Transcribe all of the records exactly, leaving every line as it is.
** Data provided follows **
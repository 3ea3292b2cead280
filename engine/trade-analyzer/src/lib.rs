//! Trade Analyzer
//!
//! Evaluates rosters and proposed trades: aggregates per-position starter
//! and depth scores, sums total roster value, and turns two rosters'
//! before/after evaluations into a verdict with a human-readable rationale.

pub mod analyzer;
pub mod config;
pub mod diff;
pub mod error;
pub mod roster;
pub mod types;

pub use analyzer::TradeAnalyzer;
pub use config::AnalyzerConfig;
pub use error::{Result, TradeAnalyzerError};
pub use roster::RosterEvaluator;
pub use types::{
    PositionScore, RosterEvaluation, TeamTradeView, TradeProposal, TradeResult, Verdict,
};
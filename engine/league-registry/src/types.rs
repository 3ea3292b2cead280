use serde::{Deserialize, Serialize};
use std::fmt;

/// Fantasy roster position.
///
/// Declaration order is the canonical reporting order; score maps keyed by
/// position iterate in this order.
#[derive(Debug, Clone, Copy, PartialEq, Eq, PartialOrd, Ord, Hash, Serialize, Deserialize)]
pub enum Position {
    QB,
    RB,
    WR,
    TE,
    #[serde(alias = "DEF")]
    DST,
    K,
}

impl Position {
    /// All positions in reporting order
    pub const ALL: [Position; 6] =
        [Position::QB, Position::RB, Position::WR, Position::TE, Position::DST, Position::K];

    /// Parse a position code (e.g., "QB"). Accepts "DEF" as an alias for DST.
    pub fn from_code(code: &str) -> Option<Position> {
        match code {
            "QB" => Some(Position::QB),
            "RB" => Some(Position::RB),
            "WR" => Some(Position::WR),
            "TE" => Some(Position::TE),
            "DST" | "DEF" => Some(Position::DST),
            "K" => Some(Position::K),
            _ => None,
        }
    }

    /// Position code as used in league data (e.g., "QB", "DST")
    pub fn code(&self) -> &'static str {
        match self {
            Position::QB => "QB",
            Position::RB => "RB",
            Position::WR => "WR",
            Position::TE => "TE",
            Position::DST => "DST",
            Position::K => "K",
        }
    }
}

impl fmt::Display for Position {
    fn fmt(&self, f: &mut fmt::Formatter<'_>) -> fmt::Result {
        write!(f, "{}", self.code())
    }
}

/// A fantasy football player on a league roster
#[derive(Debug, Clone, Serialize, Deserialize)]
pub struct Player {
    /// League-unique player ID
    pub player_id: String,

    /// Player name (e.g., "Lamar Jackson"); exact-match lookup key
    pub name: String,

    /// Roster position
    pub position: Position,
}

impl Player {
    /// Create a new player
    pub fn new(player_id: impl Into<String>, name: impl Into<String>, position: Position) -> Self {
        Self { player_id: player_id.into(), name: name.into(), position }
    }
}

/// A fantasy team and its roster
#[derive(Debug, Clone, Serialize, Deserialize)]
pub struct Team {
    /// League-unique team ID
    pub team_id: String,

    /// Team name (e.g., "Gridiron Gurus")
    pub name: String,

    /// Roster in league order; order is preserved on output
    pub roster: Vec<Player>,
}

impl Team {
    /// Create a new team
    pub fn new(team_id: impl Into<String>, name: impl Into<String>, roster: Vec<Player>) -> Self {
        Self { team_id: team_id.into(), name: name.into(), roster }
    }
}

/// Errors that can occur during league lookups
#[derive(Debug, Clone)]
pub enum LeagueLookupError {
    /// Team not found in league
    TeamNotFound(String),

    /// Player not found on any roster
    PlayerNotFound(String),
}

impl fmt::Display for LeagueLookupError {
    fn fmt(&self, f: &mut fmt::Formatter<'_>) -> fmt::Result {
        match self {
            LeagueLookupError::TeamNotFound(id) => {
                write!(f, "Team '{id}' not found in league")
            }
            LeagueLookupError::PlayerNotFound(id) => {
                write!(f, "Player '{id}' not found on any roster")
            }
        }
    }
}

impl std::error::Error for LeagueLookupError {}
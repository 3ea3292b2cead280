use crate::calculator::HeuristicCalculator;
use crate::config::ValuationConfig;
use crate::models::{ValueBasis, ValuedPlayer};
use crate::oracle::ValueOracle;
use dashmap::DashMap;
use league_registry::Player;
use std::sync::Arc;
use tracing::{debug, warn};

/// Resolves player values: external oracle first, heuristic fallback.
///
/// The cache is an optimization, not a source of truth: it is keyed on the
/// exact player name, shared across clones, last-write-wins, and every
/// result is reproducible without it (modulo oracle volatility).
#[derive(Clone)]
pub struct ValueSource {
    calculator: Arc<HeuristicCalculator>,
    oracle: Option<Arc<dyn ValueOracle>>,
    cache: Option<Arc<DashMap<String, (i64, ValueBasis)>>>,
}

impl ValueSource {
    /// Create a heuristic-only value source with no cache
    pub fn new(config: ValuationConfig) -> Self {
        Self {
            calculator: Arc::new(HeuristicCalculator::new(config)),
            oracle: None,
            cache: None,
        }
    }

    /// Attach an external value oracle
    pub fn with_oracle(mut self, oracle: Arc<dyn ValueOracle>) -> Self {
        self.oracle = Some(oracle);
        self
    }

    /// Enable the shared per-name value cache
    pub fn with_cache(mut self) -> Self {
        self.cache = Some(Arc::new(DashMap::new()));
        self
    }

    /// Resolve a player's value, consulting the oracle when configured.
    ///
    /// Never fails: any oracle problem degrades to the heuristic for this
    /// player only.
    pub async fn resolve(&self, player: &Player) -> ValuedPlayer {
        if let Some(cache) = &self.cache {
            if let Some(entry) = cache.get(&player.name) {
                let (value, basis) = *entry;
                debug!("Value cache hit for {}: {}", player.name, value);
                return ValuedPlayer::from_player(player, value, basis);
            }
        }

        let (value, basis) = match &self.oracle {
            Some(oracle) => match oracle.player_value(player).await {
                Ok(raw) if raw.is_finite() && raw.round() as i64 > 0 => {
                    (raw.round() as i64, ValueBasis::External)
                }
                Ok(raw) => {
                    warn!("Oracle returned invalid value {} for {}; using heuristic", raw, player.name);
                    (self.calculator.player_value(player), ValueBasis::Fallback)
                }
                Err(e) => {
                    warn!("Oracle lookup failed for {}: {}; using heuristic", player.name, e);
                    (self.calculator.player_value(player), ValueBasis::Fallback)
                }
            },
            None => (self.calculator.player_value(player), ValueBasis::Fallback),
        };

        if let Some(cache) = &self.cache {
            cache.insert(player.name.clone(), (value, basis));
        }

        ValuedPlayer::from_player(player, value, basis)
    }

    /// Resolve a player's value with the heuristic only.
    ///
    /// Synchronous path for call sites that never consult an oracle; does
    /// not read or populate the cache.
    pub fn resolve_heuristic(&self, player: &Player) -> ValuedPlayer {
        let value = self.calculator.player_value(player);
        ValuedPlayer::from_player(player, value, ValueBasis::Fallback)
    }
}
** End of Data provided **
◆ Exercise result:
repository 3ea3292b2cead280
filename engine/trade-analyzer/src/lib.rs
//! Trade Analyzer
//!
//! Evaluates rosters and proposed trades: aggregates per-position starter
//! and depth scores, sums total roster value, and turns two rosters'
//! before/after evaluations into a verdict with a human-readable rationale.

pub mod analyzer;
pub mod config;
pub mod diff;
pub mod error;
pub mod roster;
pub mod types;

pub use analyzer::TradeAnalyzer;
pub use config::AnalyzerConfig;
pub use error::{Result, TradeAnalyzerError};
pub use roster::RosterEvaluator;
pub use types::{
    PositionScore, RosterEvaluation, TeamTradeView, TradeProposal, TradeResult, Verdict,
};
filename engine/league-registry/src/types.rs
repository 3ea3292b2cead280
use serde::{Deserialize, Serialize};
use std::fmt;

/// Fantasy roster position.
///
/// Declaration order is the canonical reporting order; score maps keyed by
/// position iterate in this order.
#[derive(Debug, Clone, Copy, PartialEq, Eq, PartialOrd, Ord, Hash, Serialize, Deserialize)]
pub enum Position {
    QB,
    RB,
    WR,
    TE,
    #[serde(alias = "DEF")]
    DST,
    K,
}

impl Position {
    /// All positions in reporting order
    pub const ALL: [Position; 6] =
        [Position::QB, Position::RB, Position::WR, Position::TE, Position::DST, Position::K];

    /// Parse a position code (e.g., "QB"). Accepts "DEF" as an alias for DST.
    pub fn from_code(code: &str) -> Option<Position> {
        match code {
            "QB" => Some(Position::QB),
            "RB" => Some(Position::RB),
            "WR" => Some(Position::WR),
            "TE" => Some(Position::TE),
            "DST" | "DEF" => Some(Position::DST),
            "K" => Some(Position::K),
            _ => None,
        }
    }

    /// Position code as used in league data (e.g., "QB", "DST")
    pub fn code(&self) -> &'static str {
        match self {
            Position::QB => "QB",
            Position::RB => "RB",
            Position::WR => "WR",
            Position::TE => "TE",
            Position::DST => "DST",
            Position::K => "K",
        }
    }
}

impl fmt::Display for Position {
    fn fmt(&self, f: &mut fmt::Formatter<'_>) -> fmt::Result {
        write!(f, "{}", self.code())
    }
}

/// A fantasy football player on a league roster
#[derive(Debug, Clone, Serialize, Deserialize)]
pub struct Player {
    /// League-unique player ID
    pub player_id: String,

    /// Player name (e.g., "Lamar Jackson"); exact-match lookup key
    pub name: String,

    /// Roster position
    pub position: Position,
}

impl Player {
    /// Create a new player
    pub fn new(player_id: impl Into<String>, name: impl Into<String>, position: Position) -> Self {
        Self { player_id: player_id.into(), name: name.into(), position }
    }
}

/// A fantasy team and its roster
#[derive(Debug, Clone, Serialize, Deserialize)]
pub struct Team {
    /// League-unique team ID
    pub team_id: String,

    /// Team name (e.g., "Gridiron Gurus")
    pub name: String,

    /// Roster in league order; order is preserved on output
    pub roster: Vec<Player>,
}

impl Team {
    /// Create a new team
    pub fn new(team_id: impl Into<String>, name: impl Into<String>, roster: Vec<Player>) -> Self {
        Self { team_id: team_id.into(), name: name.into(), roster }
    }
}

/// Errors that can occur during league lookups
#[derive(Debug, Clone)]
pub enum LeagueLookupError {
    /// Team not found in league
    TeamNotFound(String),

    /// Player not found on any roster
    PlayerNotFound(String),
}

impl fmt::Display for LeagueLookupError {
    fn fmt(&self, f: &mut fmt::Formatter<'_>) -> fmt::Result {
        match self {
            LeagueLookupError::TeamNotFound(id) => {
                write!(f, "Team '{id}' not found in league")
            }
            LeagueLookupError::PlayerNotFound(id) => {
                write!(f, "Player '{id}' not found on any roster")
            }
        }
    }
}

impl std::error::Error for LeagueLookupError {}
repository 3ea3292b2cead280
use crate::calculator::HeuristicCalculator;
use crate::config::ValuationConfig;
use crate::models::{ValueBasis, ValuedPlayer};
use crate::oracle::ValueOracle;
use dashmap::DashMap;
use league_registry::Player;
use std::sync::Arc;
use tracing::{debug, warn};

/// Resolves player values: external oracle first, heuristic fallback.
///
/// The cache is an optimization, not a source of truth: it is keyed on the
/// exact player name, shared across clones, last-write-wins, and every
/// result is reproducible without it (modulo oracle volatility).
#[derive(Clone)]
pub struct ValueSource {
    calculator: Arc<HeuristicCalculator>,
    oracle: Option<Arc<dyn ValueOracle>>,
    cache: Option<Arc<DashMap<String, (i64, ValueBasis)>>>,
}

impl ValueSource {
    /// Create a heuristic-only value source with no cache
    pub fn new(config: ValuationConfig) -> Self {
        Self {
            calculator: Arc::new(HeuristicCalculator::new(config)),
            oracle: None,
            cache: None,
        }
    }

    /// Attach an external value oracle
    pub fn with_oracle(mut self, oracle: Arc<dyn ValueOracle>) -> Self {
        self.oracle = Some(oracle);
        self
    }

    /// Enable the shared per-name value cache
    pub fn with_cache(mut self) -> Self {
        self.cache = Some(Arc::new(DashMap::new()));
        self
    }

    /// Resolve a player's value, consulting the oracle when configured.
    ///
    /// Never fails: any oracle problem degrades to the heuristic for this
    /// player only.
    pub async fn resolve(&self, player: &Player) -> ValuedPlayer {
        if let Some(cache) = &self.cache {
            if let Some(entry) = cache.get(&player.name) {
                let (value, basis) = *entry;
                debug!("Value cache hit for {}: {}", player.name, value);
                return ValuedPlayer::from_player(player, value, basis);
            }
        }

        let (value, basis) = match &self.oracle {
            Some(oracle) => match oracle.player_value(player).await {
                Ok(raw) if raw.is_finite() && raw.round() as i64 > 0 => {
                    (raw.round() as i64, ValueBasis::External)
                }
                Ok(raw) => {
                    warn!("Oracle returned invalid value {} for {}; using heuristic", raw, player.name);
                    (self.calculator.player_value(player), ValueBasis::Fallback)
                }
                Err(e) => {
                    warn!("Oracle lookup failed for {}: {}; using heuristic", player.name, e);
                    (self.calculator.player_value(player), ValueBasis::Fallback)
                }
            },
            None => (self.calculator.player_value(player), ValueBasis::Fallback),
        };

        if let Some(cache) = &self.cache {
            cache.insert(player.name.clone(), (value, basis));
        }

        ValuedPlayer::from_player(player, value, basis)
    }

    /// Resolve a player's value with the heuristic only.
    ///
    /// Synchronous path for call sites that never consult an oracle; does
    /// not read or populate the cache.
    pub fn resolve_heuristic(&self, player: &Player) -> ValuedPlayer {
        let value = self.calculator.player_value(player);
        ValuedPlayer::from_player(player, value, ValueBasis::Fallback)
    }
}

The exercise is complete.